本論文は、最近のIDSを実証的に比較し、ユーザーが要件に基づいて最適なソリューションを選択できるよう支援することを目的としている。
主な知見は以下の通り:
IDSの性能はデータセットによって大きく異なる。例えば、BoT IoTデータセットではDNNが最も良い性能を示したが、Stratosphere IoTデータセットではHELADが最も良い性能を示した。
IDSの性能はデータセットの特性に依存する可能性がある。特定のデータセットに最適化されすぎると、他のデータセットでは性能が低下する可能性がある。
一部のIDSでは、偽陽性や偽陰性が高い問題がある。例えば、HELAD はCICIDS2017データセットで高い精度(0.9682)を示したが、低いRecall(0.3706)であった。
データセットとIDSモデルの互換性も重要な要因である。DNNはUNSW-NB15、BoT-IoT、CICIDS2017データセットで優れた性能を示したが、Stratosphere データセットでは大幅に低下した。

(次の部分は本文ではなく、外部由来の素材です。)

use clap::Parser;
use detdecode::tensor::GEOMETRY_CHANNELS;
use detdecode::{BoxEncoding, DecodeConfig, Decoder, Detection, PredictionView};
use serde::{Deserialize, Serialize};
use std::fs;
use std::path::PathBuf;
use tracing_subscriber::EnvFilter;

const SCHEMA_JSON: &str = include_str!(concat!(env!("CARGO_MANIFEST_DIR"), "/config.schema.json"));
const EXAMPLE_JSON: &str =
    include_str!(concat!(env!("CARGO_MANIFEST_DIR"), "/config.example.json"));

#[derive(Parser, Debug)]
#[command(author, version, about = "SSD detection decoder CLI (JSON config driven)")]
struct Cli {
    /// Path to the JSON configuration file.
    #[arg(short, long, value_name = "FILE", default_value = "config.json")]
    config: PathBuf,
    /// Print the JSON schema and exit.
    #[arg(long)]
    print_schema: bool,
    /// Print an example config and exit.
    #[arg(long)]
    print_example: bool,
    /// Enable tracing output for performance profiling.
    #[arg(long)]
    trace: bool,
}

#[derive(Debug, Deserialize)]
#[serde(rename_all = "snake_case")]
enum BoxEncodingConfig {
    Centroids,
    #[serde(rename = "minmax")]
    MinMax,
    Corners,
}

impl From<BoxEncodingConfig> for BoxEncoding {
    fn from(value: BoxEncodingConfig) -> Self {
        match value {
            BoxEncodingConfig::Centroids => BoxEncoding::Centroids,
            BoxEncodingConfig::MinMax => BoxEncoding::MinMax,
            BoxEncodingConfig::Corners => BoxEncoding::Corners,
        }
    }
}

#[derive(Debug, Deserialize)]
#[serde(default, deny_unknown_fields)]
struct DecodeConfigJson {
    confidence_thresh: f32,
    iou_threshold: f32,
    top_k: usize,
    nms_max_output_size: usize,
    coords: BoxEncodingConfig,
    normalize_coords: bool,
    img_height: Option<f32>,
    img_width: Option<f32>,
    parallel: bool,
}

impl Default for DecodeConfigJson {
    fn default() -> Self {
        let cfg = DecodeConfig::default();
        Self {
            confidence_thresh: cfg.confidence_thresh,
            iou_threshold: cfg.iou_threshold,
            top_k: cfg.top_k,
            nms_max_output_size: cfg.nms_max_output_size,
            coords: BoxEncodingConfig::Centroids,
            normalize_coords: cfg.normalize_coords,
            img_height: cfg.img_height,
            img_width: cfg.img_width,
            parallel: cfg.parallel,
        }
    }
}

impl From<DecodeConfigJson> for DecodeConfig {
    fn from(value: DecodeConfigJson) -> Self {
        Self {
            confidence_thresh: value.confidence_thresh,
            iou_threshold: value.iou_threshold,
            top_k: value.top_k,
            nms_max_output_size: value.nms_max_output_size,
            coords: value.coords.into(),
            normalize_coords: value.normalize_coords,
            img_height: value.img_height,
            img_width: value.img_width,
            parallel: value.parallel,
        }
    }
}

#[derive(Debug, Deserialize)]
#[serde(default, deny_unknown_fields)]
struct Config {
    predictions_path: String,
    output_path: Option<String>,
    drop_padding: bool,
    decode: DecodeConfigJson,
}

impl Default for Config {
    fn default() -> Self {
        Self {
            predictions_path: String::new(),
            output_path: None,
            drop_padding: false,
            decode: DecodeConfigJson::default(),
        }
    }
}

#[derive(Debug, Serialize)]
struct DetectionRecord {
    class_id: usize,
    confidence: f32,
    xmin: f32,
    ymin: f32,
    xmax: f32,
    ymax: f32,
}

impl From<&Detection> for DetectionRecord {
    fn from(value: &Detection) -> Self {
        Self {
            class_id: value.class_id,
            confidence: value.confidence,
            xmin: value.xmin,
            ymin: value.ymin,
            xmax: value.xmax,
            ymax: value.ymax,
        }
    }
}

#[derive(Debug, Serialize)]
struct Output {
    shape: [usize; 3],
    images: Vec<Vec<DetectionRecord>>,
}

/// Flattens a nested `[batch][n_boxes][channels]` array.
fn flatten_predictions(
    nested: Vec<Vec<Vec<f32>>>,
) -> Result<(Vec<f32>, [usize; 3]), Box<dyn std::error::Error>> {
    let batch = nested.len();
    let n_boxes = nested.first().map_or(0, Vec::len);
    // Without anchors the row width is unknown; any valid width decodes to padding.
    let channels = nested
        .first()
        .and_then(|image| image.first())
        .map_or(GEOMETRY_CHANNELS + 1, Vec::len);

    let mut data = Vec::with_capacity(batch * n_boxes * channels);
    for (idx, image) in nested.into_iter().enumerate() {
        if image.len() != n_boxes {
            return Err(format!(
                "image {idx} has {} anchors, expected {n_boxes}",
                image.len()
            )
            .into());
        }
        for row in image {
            if row.len() != channels {
                return Err(format!(
                    "image {idx} has a row of {} values, expected {channels}",
                    row.len()
                )
                .into());
            }
            data.extend(row);
        }
    }
    Ok((data, [batch, n_boxes, channels]))
}

/// Decodes a nested prediction array into the JSON output records.
fn decode_predictions(
    decoder: &Decoder,
    nested: Vec<Vec<Vec<f32>>>,
    drop_padding: bool,
) -> Result<Output, Box<dyn std::error::Error>> {
    let (data, [batch, n_boxes, channels]) = flatten_predictions(nested)?;
    tracing::info!(batch, n_boxes, channels, "loaded predictions");

    let view = PredictionView::new(&data, batch, n_boxes, channels)?;
    let detections = decoder.decode_batch(view)?;

    let images = detections
        .images()
        .map(|image| {
            image
                .iter()
                .filter(|det| !(drop_padding && det.is_padding()))
                .map(DetectionRecord::from)
                .collect::<Vec<_>>()
        })
        .collect();
    Ok(Output {
        shape: decoder.output_shape(view.shape()),
        images,
    })
}

fn main() -> Result<(), Box<dyn std::error::Error>> {
    let cli = Cli::parse();

    if cli.trace {
        tracing_subscriber::fmt()
            .with_env_filter(EnvFilter::from_default_env().add_directive("detdecode=info".parse()?))
            .with_target(false)
            .init();
    }

    if cli.print_schema {
        println!("{SCHEMA_JSON}");
        return Ok(());
    }
    if cli.print_example {
        println!("{EXAMPLE_JSON}");
        return Ok(());
    }

    let config_text = fs::read_to_string(&cli.config)?;
    let config: Config = serde_json::from_str(&config_text)?;
    if config.predictions_path.is_empty() {
        return Err("predictions_path must be set in the config".into());
    }

    let decoder = Decoder::new(config.decode.into())?;

    let predictions_text = fs::read_to_string(&config.predictions_path)?;
    let nested: Vec<Vec<Vec<f32>>> = serde_json::from_str(&predictions_text)?;
    let output = decode_predictions(&decoder, nested, config.drop_padding)?;
    let json = serde_json::to_string_pretty(&output)?;

    match config.output_path {
        Some(path) => fs::write(path, json)?,
        None => println!("{json}"),
    }

    Ok(())
}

前処理の影響も大きく、前処理の方法によってIDSの性能が大きく変わる可能性がある。
現実のネットワーク動態に適応することが難しい。静的なデータセットでは新しい攻撃ベクトルを網羅できず、IDSの継続的な更新が必要となる。
これらの知見から、IDSの選択と展開には、ネットワーク環境への適応性、データセットの選択、前処理の影響、継続的な更新などを考慮する必要があることが示された。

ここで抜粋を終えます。